Sumant Avasarala, Civil Engineering, University of New Mexico, Albuquerque, NM
Sumant Avasarala is a graduate student in the Department of Civil Engineering of the University of New Mexico pursuing a Ph.D. towards understanding the fate and transport of metal mixtures from mine waste sediments in surface water and groundwater resources.
Jose Cerrato, Civil Engineering, University of New Mexico, Albuquerque, NM
Jose Cerrato’s research interest is related to biogeochemical processes at the interface of water and energy that affect the cycle of metals and radionuclides in the environment. He leads the E-H2O Research Group which applies spectroscopy, microscopy, aqueous chemistry, and molecular biology tools for the study of complex environmental interactions.

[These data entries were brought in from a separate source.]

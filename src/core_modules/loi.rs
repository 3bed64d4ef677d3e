// THEORY:
// Locations of interest exist at two levels. A `LoiPoint` is the raw result of
// region analysis: where a moving object is in the image and how near it is. A `Loi`
// is that point after classification: it names the volume of interest it fell into
// and records when. Both are immutable snapshots; nothing downstream edits them.

use crate::core_modules::geometry::Point;
use crate::core_modules::voi::Voi;
use std::sync::Arc;
use std::time::SystemTime;

/// A detected point of motion with its representative depth.
#[derive(Debug, Clone, Copy, PartialEq, Eq, Hash)]
pub struct LoiPoint {
    pub location: Point,
    pub depth: u8,
}

impl LoiPoint {
    pub const fn new(location: Point, depth: u8) -> Self {
        Self { location, depth }
    }
}

/// A `LoiPoint` classified into a volume of interest.
#[derive(Debug, Clone)]
pub struct Loi {
    id: String,
    timestamp: SystemTime,
    point: LoiPoint,
    volume: Arc<Voi>,
}

impl Loi {
    pub fn new(point: LoiPoint, volume: Arc<Voi>, timestamp: SystemTime) -> Self {
        Self {
            id: volume.id().to_string(),
            timestamp,
            point,
            volume,
        }
    }

    /// Id of the matching volume.
    pub fn id(&self) -> &str {
        &self.id
    }

    pub fn timestamp(&self) -> SystemTime {
        self.timestamp
    }

    pub fn point(&self) -> LoiPoint {
        self.point
    }

    /// The volume as it was when the point was classified.
    pub fn volume(&self) -> &Arc<Voi> {
        &self.volume
    }
}
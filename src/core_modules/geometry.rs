// THEORY:
// Integer pixel geometry shared by every spatial stage. Coordinates follow image
// conventions: `x` grows to the right, `y` grows downward, and `(0, 0)` is the
// top-left pixel. A `Rect` is half-open: it covers `x..x + width` and
// `y..y + height`, so `right()` and `bottom()` name the first column/row *outside*
// the rectangle.

use serde::{Deserialize, Serialize};

/// A pixel coordinate.
#[derive(Debug, Clone, Copy, PartialEq, Eq, Hash, Default, Serialize, Deserialize)]
pub struct Point {
    pub x: i32,
    pub y: i32,
}

impl Point {
    pub const fn new(x: i32, y: i32) -> Self {
        Self { x, y }
    }
}

/// An axis-aligned pixel rectangle.
#[derive(Debug, Clone, Copy, PartialEq, Eq, Hash, Default, Serialize, Deserialize)]
pub struct Rect {
    pub x: i32,
    pub y: i32,
    pub width: i32,
    pub height: i32,
}

impl Rect {
    pub const fn new(x: i32, y: i32, width: i32, height: i32) -> Self {
        Self {
            x,
            y,
            width,
            height,
        }
    }

    /// The tightest rectangle enclosing every point, or `None` for an empty slice.
    pub fn bounding(points: &[Point]) -> Option<Self> {
        let first = points.first()?;
        let (mut min_x, mut min_y, mut max_x, mut max_y) = (first.x, first.y, first.x, first.y);
        for p in &points[1..] {
            min_x = min_x.min(p.x);
            min_y = min_y.min(p.y);
            max_x = max_x.max(p.x);
            max_y = max_y.max(p.y);
        }
        Some(Self::new(min_x, min_y, max_x - min_x + 1, max_y - min_y + 1))
    }

    pub const fn left(&self) -> i32 {
        self.x
    }

    pub const fn top(&self) -> i32 {
        self.y
    }

    pub const fn right(&self) -> i32 {
        self.x + self.width
    }

    pub const fn bottom(&self) -> i32 {
        self.y + self.height
    }

    pub const fn area(&self) -> i64 {
        self.width as i64 * self.height as i64
    }

    /// True when `p` lies strictly inside all four edges.
    pub fn strictly_contains(&self, p: Point) -> bool {
        p.x > self.left() && p.y > self.top() && p.x < self.right() && p.y < self.bottom()
    }

    /// Clips the rectangle to a `width` x `height` frame. Returns `None` when
    /// nothing of it remains.
    pub fn clamp_to(&self, width: u32, height: u32) -> Option<Self> {
        let left = self.left().max(0);
        let top = self.top().max(0);
        let right = self.right().min(width as i32);
        let bottom = self.bottom().min(height as i32);
        (right > left && bottom > top).then(|| Self::new(left, top, right - left, bottom - top))
    }
}

#[cfg(test)]
mod tests {
    use super::*;

    #[test]
    fn bounding_is_tight_and_inclusive() {
        let points = [Point::new(3, 4), Point::new(10, 2), Point::new(7, 9)];
        let rect = Rect::bounding(&points).unwrap();
        assert_eq!(rect, Rect::new(3, 2, 8, 8));
        assert_eq!(rect.right(), 11);
        assert_eq!(rect.bottom(), 10);
        assert!(Rect::bounding(&[]).is_none());
    }

    #[test]
    fn strict_containment_excludes_edges() {
        let rect = Rect::new(10, 10, 5, 5);
        assert!(rect.strictly_contains(Point::new(12, 12)));
        assert!(!rect.strictly_contains(Point::new(10, 12)));
        assert!(!rect.strictly_contains(Point::new(12, 15)));
    }

    #[test]
    fn clamp_drops_rectangles_outside_the_frame() {
        assert_eq!(
            Rect::new(-5, -5, 10, 10).clamp_to(64, 64),
            Some(Rect::new(0, 0, 5, 5))
        );
        assert_eq!(Rect::new(70, 0, 10, 10).clamp_to(64, 64), None);
    }
}
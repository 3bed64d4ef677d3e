// THEORY:
// The `MotionExtractor` is the temporal layer of the engine and its hottest loop. It
// runs once per frame over every pixel and answers one question: which pixels
// changed depth since the previous frame?
//
// Key architectural principles:
// 1.  **Two buffers, allocated once**: It owns exactly one "current" and one
//     "previous" filtered frame. Each cycle the buffers swap roles and the new
//     current buffer is overwritten wholesale, so no partial state ever leaks from
//     one frame into the next.
// 2.  **Single-frame dropout suppression**: Depth sensors drop individual readings to
//     (near) zero for a frame at a time. A pixel whose new reading falls below the
//     noise threshold while its previous filtered value was above it keeps the
//     previous value. Only the immediately preceding filtered frame is consulted.
// 3.  **Per-pixel independence**: Filtering, differencing and thresholding never read
//     a neighbouring pixel, so the work is split across a dedicated worker pool in
//     row-sized bands. Every band writes only its own output slots; no locks.
// 4.  **Two outputs**: The absolute-difference magnitudes are kept alongside the
//     binary motion mask, because region analysis later re-thresholds the
//     magnitudes at a stricter level to keep only strong motion.

use crate::core_modules::depth_frame::DepthFrame;
use crate::error::{LocationError, Result};
use image::GrayImage;
use rayon::prelude::*;

/// Value written to the mask for a moving pixel.
pub const MOTION: u8 = 255;

/// The per-frame motion result: difference magnitudes plus their binarization.
#[derive(Debug, Clone)]
pub struct MotionMask {
    difference: GrayImage,
    binary: GrayImage,
}

impl MotionMask {
    pub fn width(&self) -> u32 {
        self.binary.width()
    }

    pub fn height(&self) -> u32 {
        self.binary.height()
    }

    /// `|current - previous|` per pixel.
    pub fn difference(&self) -> &GrayImage {
        &self.difference
    }

    /// `255` where the difference reached the motion threshold, else `0`.
    pub fn binary(&self) -> &GrayImage {
        &self.binary
    }

    pub fn motion_pixel_count(&self) -> usize {
        self.binary.as_raw().iter().filter(|&&v| v == MOTION).count()
    }

    pub fn has_motion(&self) -> bool {
        self.binary.as_raw().contains(&MOTION)
    }
}

/// Filters incoming frames and differences them against the previous one.
pub struct MotionExtractor {
    width: u32,
    height: u32,
    noise_threshold: u8,
    motion_threshold: u8,
    current: Vec<u8>,
    previous: Vec<u8>,
    pool: rayon::ThreadPool,
}

impl MotionExtractor {
    /// Allocates both frame buffers and a worker pool of `worker_threads` threads
    /// (one per logical CPU when `None`).
    pub fn new(
        width: u32,
        height: u32,
        noise_threshold: u8,
        motion_threshold: u8,
        worker_threads: Option<usize>,
    ) -> Result<Self> {
        let len = width as usize * height as usize;
        if len == 0 {
            return Err(LocationError::InvalidConfig(
                "frame dimensions must be non-zero".to_string(),
            ));
        }
        let threads = worker_threads.unwrap_or_else(num_cpus::get).max(1);
        let pool = rayon::ThreadPoolBuilder::new()
            .num_threads(threads)
            .thread_name(|i| format!("loi-motion-{i}"))
            .build()
            .map_err(|e| LocationError::ThreadPool(e.to_string()))?;
        log::debug!("motion extractor: {width}x{height}, {threads} worker threads");

        Ok(Self {
            width,
            height,
            noise_threshold,
            motion_threshold,
            current: vec![0; len],
            previous: vec![0; len],
            pool,
        })
    }

    /// The current filtered frame.
    pub fn current(&self) -> &[u8] {
        &self.current
    }

    /// The filtered frame from the cycle before.
    pub fn previous(&self) -> &[u8] {
        &self.previous
    }

    /// Runs one full cycle: filter `raw` into the current buffer, then difference
    /// it against the previous one.
    pub fn extract(&mut self, raw: &DepthFrame) -> Result<MotionMask> {
        self.filter(raw)?;
        Ok(self.diff(&self.current, &self.previous))
    }

    /// Rotates the buffers and writes the noise-filtered version of `raw` into the
    /// new current buffer.
    pub fn filter(&mut self, raw: &DepthFrame) -> Result<&[u8]> {
        if raw.dimensions() != (self.width, self.height) {
            return Err(LocationError::FrameSizeMismatch {
                expected: (self.width, self.height),
                actual: raw.dimensions(),
            });
        }

        std::mem::swap(&mut self.current, &mut self.previous);

        let threshold = self.noise_threshold;
        let row = self.width as usize;
        let (current, previous) = (&mut self.current, &self.previous);
        self.pool.install(|| {
            current
                .par_chunks_mut(row)
                .zip(previous.par_chunks(row))
                .zip(raw.as_bytes().par_chunks(row))
                .for_each(|((out, prev), new)| {
                    for ((o, &p), &n) in out.iter_mut().zip(prev).zip(new) {
                        *o = filter_sample(n, p, threshold);
                    }
                });
        });

        Ok(&self.current)
    }

    /// Differences two equally sized filtered frames and binarizes the result.
    pub fn diff(&self, current: &[u8], previous: &[u8]) -> MotionMask {
        let len = self.width as usize * self.height as usize;
        let mut difference = vec![0u8; len];
        let mut binary = vec![0u8; len];

        let threshold = self.motion_threshold;
        let row = self.width as usize;
        self.pool.install(|| {
            difference
                .par_chunks_mut(row)
                .zip(binary.par_chunks_mut(row))
                .zip(current.par_chunks(row).zip(previous.par_chunks(row)))
                .for_each(|((diff_row, bin_row), (cur_row, prev_row))| {
                    for (((d, b), &c), &p) in diff_row
                        .iter_mut()
                        .zip(bin_row.iter_mut())
                        .zip(cur_row)
                        .zip(prev_row)
                    {
                        *d = c.abs_diff(p);
                        *b = if *d >= threshold { MOTION } else { 0 };
                    }
                });
        });

        MotionMask {
            difference: gray(self.width, self.height, difference),
            binary: gray(self.width, self.height, binary),
        }
    }
}

/// Dropout suppression for a single pixel.
#[inline]
pub fn filter_sample(new: u8, previous: u8, threshold: u8) -> u8 {
    if new < threshold && previous > threshold {
        previous
    } else {
        new
    }
}

fn gray(width: u32, height: u32, data: Vec<u8>) -> GrayImage {
    GrayImage::from_raw(width, height, data).unwrap_or_else(|| GrayImage::new(width, height))
}

#[cfg(test)]
mod tests {
    use super::*;

    fn extractor(width: u32, height: u32) -> MotionExtractor {
        MotionExtractor::new(width, height, 5, 5, Some(2)).unwrap()
    }

    #[test]
    fn dropout_keeps_previous_value() {
        assert_eq!(filter_sample(2, 100, 5), 100);
        assert_eq!(filter_sample(2, 4, 5), 2);
        assert_eq!(filter_sample(60, 100, 5), 60);
    }

    #[test]
    fn filtering_uses_only_the_previous_filtered_frame() {
        let mut motion = extractor(2, 1);
        motion.filter(&DepthFrame::new(vec![100, 50], 2, 1).unwrap()).unwrap();
        let filtered = motion
            .filter(&DepthFrame::new(vec![2, 7], 2, 1).unwrap())
            .unwrap()
            .to_vec();
        assert_eq!(filtered, vec![100, 7]);
        assert_eq!(motion.previous(), &[100, 50]);
    }

    #[test]
    fn identical_frames_produce_an_empty_mask() {
        let mut motion = extractor(16, 8);
        let frame = DepthFrame::new((0..128u32).map(|v| v as u8).collect(), 16, 8).unwrap();
        motion.extract(&frame).unwrap();
        let mask = motion.extract(&frame).unwrap();
        assert!(!mask.has_motion());
        assert!(mask.binary().as_raw().iter().all(|&v| v == 0));
    }

    #[test]
    fn difference_at_threshold_counts_as_motion() {
        let motion = extractor(4, 1);
        let mask = motion.diff(&[10, 14, 15, 0], &[10, 10, 10, 200]);
        assert_eq!(mask.difference().as_raw(), &vec![0, 4, 5, 200]);
        assert_eq!(mask.binary().as_raw(), &vec![0, 0, 255, 255]);
        assert_eq!(mask.motion_pixel_count(), 2);
    }

    #[test]
    fn rejects_frames_of_another_size() {
        let mut motion = extractor(4, 4);
        let err = motion.filter(&DepthFrame::blank(8, 2).unwrap()).unwrap_err();
        assert_eq!(
            err,
            LocationError::FrameSizeMismatch {
                expected: (4, 4),
                actual: (8, 2)
            }
        );
    }
}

Abdul Mehdi Ali, Earth and Planetary Sciences, University of New Mexico, Albuquerque, NM
Abdul Mehdi Ali is responsible for Analytical Chemistry Laboratory Management, which includes operation, maintenance, and troubleshooting of highly specialized computer controlled instruments. He is responsible for data processing, validation, and quality assurance and quality control measures, implementing approved analytical protocols, the laboratory quality assurance plan, and standard operating procedures for sample analyses.
Kateryna Artyushkova, Chemical Engineering, University of New Mexico, Albuquerque, NM
Kateryna Artyushkova is currently a Research Associate Professor in the Chemical and Nuclear Engineering Department at the University of New Mexico and Associate Director of the Center of Emerging Energy Technologies. Her research focuses on developing methodology for accelerating material design through structure-to-property modeling and characterization of functional materials using ex-situ and in-situ spectroscopic and microscopic techniques. She manages the surface analytical facility of the Center of Emerging Energy Technologies at UNM.
Ricardo Gonzalez Pinzon, Civil Engineering, University of New Mexico, Albuquerque, NM
Ricardo Gonzalez Pinzon is an assistant professor in the Civil Engineering Department of the University of New Mexico. His research interests are hydrologic transport, rainfall-runoff processes, stream ecology, groundwater-surface water interactions, smart tracers, and mathematical and computational modeling.